*ASSIGNMENT*. Up to and including the line with "-> Result<Json<Vec<QrCode>>, AppError>", please set down the entries below exactly, starting from the first line.

*Items listed in a dataset*.

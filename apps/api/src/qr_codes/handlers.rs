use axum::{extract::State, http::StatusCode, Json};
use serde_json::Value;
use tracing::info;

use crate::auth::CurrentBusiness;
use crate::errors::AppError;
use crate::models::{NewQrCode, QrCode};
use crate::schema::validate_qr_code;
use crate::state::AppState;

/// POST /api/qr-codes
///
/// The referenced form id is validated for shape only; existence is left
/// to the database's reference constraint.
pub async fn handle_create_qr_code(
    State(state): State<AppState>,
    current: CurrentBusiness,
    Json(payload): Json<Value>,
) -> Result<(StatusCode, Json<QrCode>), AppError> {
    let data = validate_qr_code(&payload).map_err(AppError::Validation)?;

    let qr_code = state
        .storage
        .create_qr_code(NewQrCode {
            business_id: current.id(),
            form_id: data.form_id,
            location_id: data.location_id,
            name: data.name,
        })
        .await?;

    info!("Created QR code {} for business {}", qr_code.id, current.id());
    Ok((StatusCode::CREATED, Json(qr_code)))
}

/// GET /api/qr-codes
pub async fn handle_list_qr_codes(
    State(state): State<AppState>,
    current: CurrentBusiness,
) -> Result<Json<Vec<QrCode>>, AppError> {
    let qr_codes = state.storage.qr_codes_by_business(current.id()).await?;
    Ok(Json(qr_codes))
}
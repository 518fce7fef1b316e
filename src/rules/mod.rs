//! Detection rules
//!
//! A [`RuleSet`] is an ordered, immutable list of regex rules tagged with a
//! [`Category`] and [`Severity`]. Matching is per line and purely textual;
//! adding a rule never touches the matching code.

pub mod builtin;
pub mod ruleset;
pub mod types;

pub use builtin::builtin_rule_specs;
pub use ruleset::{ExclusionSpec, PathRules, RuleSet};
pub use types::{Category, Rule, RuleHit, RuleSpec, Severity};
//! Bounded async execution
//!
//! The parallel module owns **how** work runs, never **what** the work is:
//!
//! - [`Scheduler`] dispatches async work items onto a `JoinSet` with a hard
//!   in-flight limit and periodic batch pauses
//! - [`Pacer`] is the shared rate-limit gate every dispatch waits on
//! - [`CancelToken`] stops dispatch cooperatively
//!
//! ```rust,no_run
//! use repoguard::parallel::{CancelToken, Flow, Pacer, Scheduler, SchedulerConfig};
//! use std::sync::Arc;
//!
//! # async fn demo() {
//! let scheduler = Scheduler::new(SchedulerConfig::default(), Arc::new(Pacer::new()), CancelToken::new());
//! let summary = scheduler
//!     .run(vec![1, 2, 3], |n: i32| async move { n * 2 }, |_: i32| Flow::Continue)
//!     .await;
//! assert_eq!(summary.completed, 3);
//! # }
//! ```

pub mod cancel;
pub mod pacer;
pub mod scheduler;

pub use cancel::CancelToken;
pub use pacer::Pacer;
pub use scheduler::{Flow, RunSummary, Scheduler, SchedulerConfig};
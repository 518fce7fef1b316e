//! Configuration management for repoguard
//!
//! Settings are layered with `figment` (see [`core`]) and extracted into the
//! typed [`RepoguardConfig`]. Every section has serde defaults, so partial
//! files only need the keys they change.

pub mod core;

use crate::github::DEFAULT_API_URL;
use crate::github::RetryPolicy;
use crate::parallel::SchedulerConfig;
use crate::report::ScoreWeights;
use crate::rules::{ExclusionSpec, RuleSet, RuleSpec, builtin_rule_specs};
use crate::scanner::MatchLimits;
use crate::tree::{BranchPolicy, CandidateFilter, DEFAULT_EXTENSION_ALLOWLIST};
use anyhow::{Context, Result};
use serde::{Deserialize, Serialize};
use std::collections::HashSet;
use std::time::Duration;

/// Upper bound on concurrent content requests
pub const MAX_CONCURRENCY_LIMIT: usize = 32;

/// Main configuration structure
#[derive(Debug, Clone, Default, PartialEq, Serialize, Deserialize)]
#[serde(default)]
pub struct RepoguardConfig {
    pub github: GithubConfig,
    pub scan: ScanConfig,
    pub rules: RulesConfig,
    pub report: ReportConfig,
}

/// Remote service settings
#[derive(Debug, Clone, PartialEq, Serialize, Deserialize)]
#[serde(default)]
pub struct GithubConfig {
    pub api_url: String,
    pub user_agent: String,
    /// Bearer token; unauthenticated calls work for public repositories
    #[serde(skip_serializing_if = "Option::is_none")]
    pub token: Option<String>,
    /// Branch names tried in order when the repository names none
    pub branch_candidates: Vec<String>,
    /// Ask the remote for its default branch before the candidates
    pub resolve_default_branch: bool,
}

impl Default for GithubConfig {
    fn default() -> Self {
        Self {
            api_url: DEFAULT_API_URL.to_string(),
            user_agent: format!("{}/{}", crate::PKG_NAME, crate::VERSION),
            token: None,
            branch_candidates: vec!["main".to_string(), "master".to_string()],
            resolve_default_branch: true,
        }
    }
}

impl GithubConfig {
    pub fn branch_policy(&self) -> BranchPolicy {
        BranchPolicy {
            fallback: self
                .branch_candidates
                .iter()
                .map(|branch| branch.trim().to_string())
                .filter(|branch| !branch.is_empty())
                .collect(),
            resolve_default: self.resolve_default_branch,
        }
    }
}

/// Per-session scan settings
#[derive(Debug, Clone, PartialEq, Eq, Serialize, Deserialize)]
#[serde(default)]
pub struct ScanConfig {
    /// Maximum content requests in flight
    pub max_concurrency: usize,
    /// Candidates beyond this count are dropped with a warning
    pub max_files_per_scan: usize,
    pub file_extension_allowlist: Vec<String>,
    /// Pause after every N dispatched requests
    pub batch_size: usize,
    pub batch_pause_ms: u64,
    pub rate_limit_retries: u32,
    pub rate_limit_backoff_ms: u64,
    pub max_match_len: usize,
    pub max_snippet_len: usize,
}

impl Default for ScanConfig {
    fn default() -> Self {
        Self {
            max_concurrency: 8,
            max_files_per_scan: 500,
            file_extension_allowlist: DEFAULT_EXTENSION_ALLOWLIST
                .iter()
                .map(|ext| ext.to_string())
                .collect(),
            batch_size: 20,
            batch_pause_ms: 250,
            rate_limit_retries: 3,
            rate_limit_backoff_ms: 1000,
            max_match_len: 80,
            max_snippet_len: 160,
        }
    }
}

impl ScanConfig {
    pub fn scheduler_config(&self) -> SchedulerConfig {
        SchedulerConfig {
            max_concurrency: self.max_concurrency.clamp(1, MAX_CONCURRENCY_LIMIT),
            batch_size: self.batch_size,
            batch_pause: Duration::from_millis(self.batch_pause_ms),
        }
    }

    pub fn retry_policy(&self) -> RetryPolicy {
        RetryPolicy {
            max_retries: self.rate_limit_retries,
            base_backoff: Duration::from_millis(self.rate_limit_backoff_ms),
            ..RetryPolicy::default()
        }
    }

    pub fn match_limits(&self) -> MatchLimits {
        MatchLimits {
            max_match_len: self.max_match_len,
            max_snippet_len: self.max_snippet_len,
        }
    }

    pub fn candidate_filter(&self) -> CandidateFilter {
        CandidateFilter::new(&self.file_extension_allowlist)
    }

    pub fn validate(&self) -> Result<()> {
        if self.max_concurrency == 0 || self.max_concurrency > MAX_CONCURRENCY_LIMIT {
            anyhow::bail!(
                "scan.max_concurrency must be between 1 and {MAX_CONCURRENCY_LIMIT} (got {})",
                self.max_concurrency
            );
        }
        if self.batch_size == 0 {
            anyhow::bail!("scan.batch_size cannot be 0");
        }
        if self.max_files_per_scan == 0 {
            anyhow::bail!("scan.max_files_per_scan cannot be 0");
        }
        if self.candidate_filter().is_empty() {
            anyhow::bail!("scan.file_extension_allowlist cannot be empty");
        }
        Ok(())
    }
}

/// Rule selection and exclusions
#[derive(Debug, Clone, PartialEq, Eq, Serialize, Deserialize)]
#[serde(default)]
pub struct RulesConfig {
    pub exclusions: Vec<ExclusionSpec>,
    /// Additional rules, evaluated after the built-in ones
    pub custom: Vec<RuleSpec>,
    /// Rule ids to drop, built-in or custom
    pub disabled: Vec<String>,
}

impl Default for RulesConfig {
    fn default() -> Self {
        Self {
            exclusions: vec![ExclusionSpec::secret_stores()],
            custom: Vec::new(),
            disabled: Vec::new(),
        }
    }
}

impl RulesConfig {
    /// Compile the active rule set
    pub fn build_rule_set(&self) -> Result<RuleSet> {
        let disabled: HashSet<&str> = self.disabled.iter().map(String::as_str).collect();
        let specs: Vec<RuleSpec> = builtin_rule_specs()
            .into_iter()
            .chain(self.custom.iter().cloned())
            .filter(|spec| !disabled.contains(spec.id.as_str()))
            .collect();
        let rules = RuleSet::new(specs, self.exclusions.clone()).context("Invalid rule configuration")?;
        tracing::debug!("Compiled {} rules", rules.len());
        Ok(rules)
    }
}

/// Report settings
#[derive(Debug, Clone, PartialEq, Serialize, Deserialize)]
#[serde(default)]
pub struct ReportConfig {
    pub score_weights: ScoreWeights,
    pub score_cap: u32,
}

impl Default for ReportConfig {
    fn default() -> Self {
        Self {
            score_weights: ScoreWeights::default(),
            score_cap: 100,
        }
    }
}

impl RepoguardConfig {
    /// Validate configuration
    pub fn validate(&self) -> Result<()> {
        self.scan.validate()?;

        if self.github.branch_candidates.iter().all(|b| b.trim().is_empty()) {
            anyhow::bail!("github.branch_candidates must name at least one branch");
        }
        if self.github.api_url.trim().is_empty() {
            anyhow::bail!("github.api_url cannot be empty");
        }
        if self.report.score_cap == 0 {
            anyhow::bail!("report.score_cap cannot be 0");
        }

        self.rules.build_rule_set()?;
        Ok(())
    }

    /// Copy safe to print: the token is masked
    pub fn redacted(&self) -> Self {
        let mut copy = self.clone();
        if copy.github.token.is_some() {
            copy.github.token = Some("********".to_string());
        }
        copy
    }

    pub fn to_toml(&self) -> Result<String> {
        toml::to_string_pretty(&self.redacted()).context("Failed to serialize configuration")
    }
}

*REPLY TO THE TASK*.
filename apps/api/src/qr_codes/handlers.rs
use axum::{extract::State, http::StatusCode, Json};
use serde_json::Value;
use tracing::info;

use crate::auth::CurrentBusiness;
use crate::errors::AppError;
use crate::models::{NewQrCode, QrCode};
use crate::schema::validate_qr_code;
use crate::state::AppState;

/// POST /api/qr-codes
///
/// The referenced form id is validated for shape only; existence is left
/// to the database's reference constraint.
pub async fn handle_create_qr_code(
    State(state): State<AppState>,
    current: CurrentBusiness,
    Json(payload): Json<Value>,
) -> Result<(StatusCode, Json<QrCode>), AppError> {
    let data = validate_qr_code(&payload).map_err(AppError::Validation)?;

    let qr_code = state
        .storage
        .create_qr_code(NewQrCode {
            business_id: current.id(),
            form_id: data.form_id,
            location_id: data.location_id,
            name: data.name,
        })
        .await?;

    info!("Created QR code {} for business {}", qr_code.id, current.id());
    Ok((StatusCode::CREATED, Json(qr_code)))
}

/// GET /api/qr-codes
pub async fn handle_list_qr_codes(
    State(state): State<AppState>,
    current: CurrentBusiness,
) -> Result<Json<Vec<QrCode>>, AppError> {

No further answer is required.